Your goal
From the entries that follow, gather each line holding the word "PartialEq".

Task data
──────────

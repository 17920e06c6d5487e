//! Catalog item type.

use serde::{Deserialize, Serialize};

use crate::{Category, ItemId, ModelError};

/// Geographic position of an item.
#[derive(Debug, Clone, Copy, PartialEq, Serialize, Deserialize)]
pub struct Coordinates {
    pub lat: f64,
    pub lng: f64,
}

impl Coordinates {
    pub fn new(lat: f64, lng: f64) -> Self {
        Self { lat, lng }
    }

    /// External map link for the "open in maps" action.
    pub fn maps_url(&self) -> String {
        format!("https://www.google.com/maps?q={},{}", self.lat, self.lng)
    }
}

/// One point of interest.
///
/// Items are immutable after loading. Text fields are already resolved to a
/// single language by the data source.
#[derive(Debug, Clone, PartialEq, Serialize, Deserialize)]
pub struct Item {
    pub id: ItemId,
    pub category: Category,
    /// Only meaningful within `category`.
    pub subcategory: Option<String>,
    pub title: String,
    pub short_text: String,
    pub long_text: String,
    pub coordinates: Option<Coordinates>,
    pub address: Option<String>,
    pub badges: Vec<String>,
    pub media_ref: String,
    pub info_sheet_ref: Option<String>,
}

impl Item {
    /// Create an item with the required fields; everything else is empty.
    pub fn new(
        id: impl Into<String>,
        category: Category,
        title: impl Into<String>,
    ) -> Result<Self, ModelError> {
        Ok(Self {
            id: ItemId::new(id)?,
            category,
            subcategory: None,
            title: title.into(),
            short_text: String::new(),
            long_text: String::new(),
            coordinates: None,
            address: None,
            badges: Vec::new(),
            media_ref: String::new(),
            info_sheet_ref: None,
        })
    }

    #[must_use]
    pub fn with_subcategory(mut self, subcategory: impl Into<String>) -> Self {
        let subcategory = subcategory.into();
        self.subcategory = (!subcategory.trim().is_empty()).then_some(subcategory);
        self
    }

    #[must_use]
    pub fn with_short_text(mut self, text: impl Into<String>) -> Self {
        self.short_text = text.into();
        self
    }

    #[must_use]
    pub fn with_long_text(mut self, text: impl Into<String>) -> Self {
        self.long_text = text.into();
        self
    }

    #[must_use]
    pub fn with_coordinates(mut self, lat: f64, lng: f64) -> Self {
        self.coordinates = Some(Coordinates::new(lat, lng));
        self
    }

    #[must_use]
    pub fn with_address(mut self, address: impl Into<String>) -> Self {
        self.address = Some(address.into());
        self
    }

    #[must_use]
    pub fn with_badges<I, S>(mut self, badges: I) -> Self
    where
        I: IntoIterator<Item = S>,
        S: Into<String>,
    {
        self.badges = badges.into_iter().map(Into::into).collect();
        self
    }

    #[must_use]
    pub fn with_media_ref(mut self, media_ref: impl Into<String>) -> Self {
        self.media_ref = media_ref.into();
        self
    }

    #[must_use]
    pub fn with_info_sheet_ref(mut self, info_sheet_ref: impl Into<String>) -> Self {
        self.info_sheet_ref = Some(info_sheet_ref.into());
        self
    }
}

──────────

The answer
#[derive(Debug, Clone, Copy, PartialEq, Serialize, Deserialize)]
#[derive(Debug, Clone, PartialEq, Serialize, Deserialize)]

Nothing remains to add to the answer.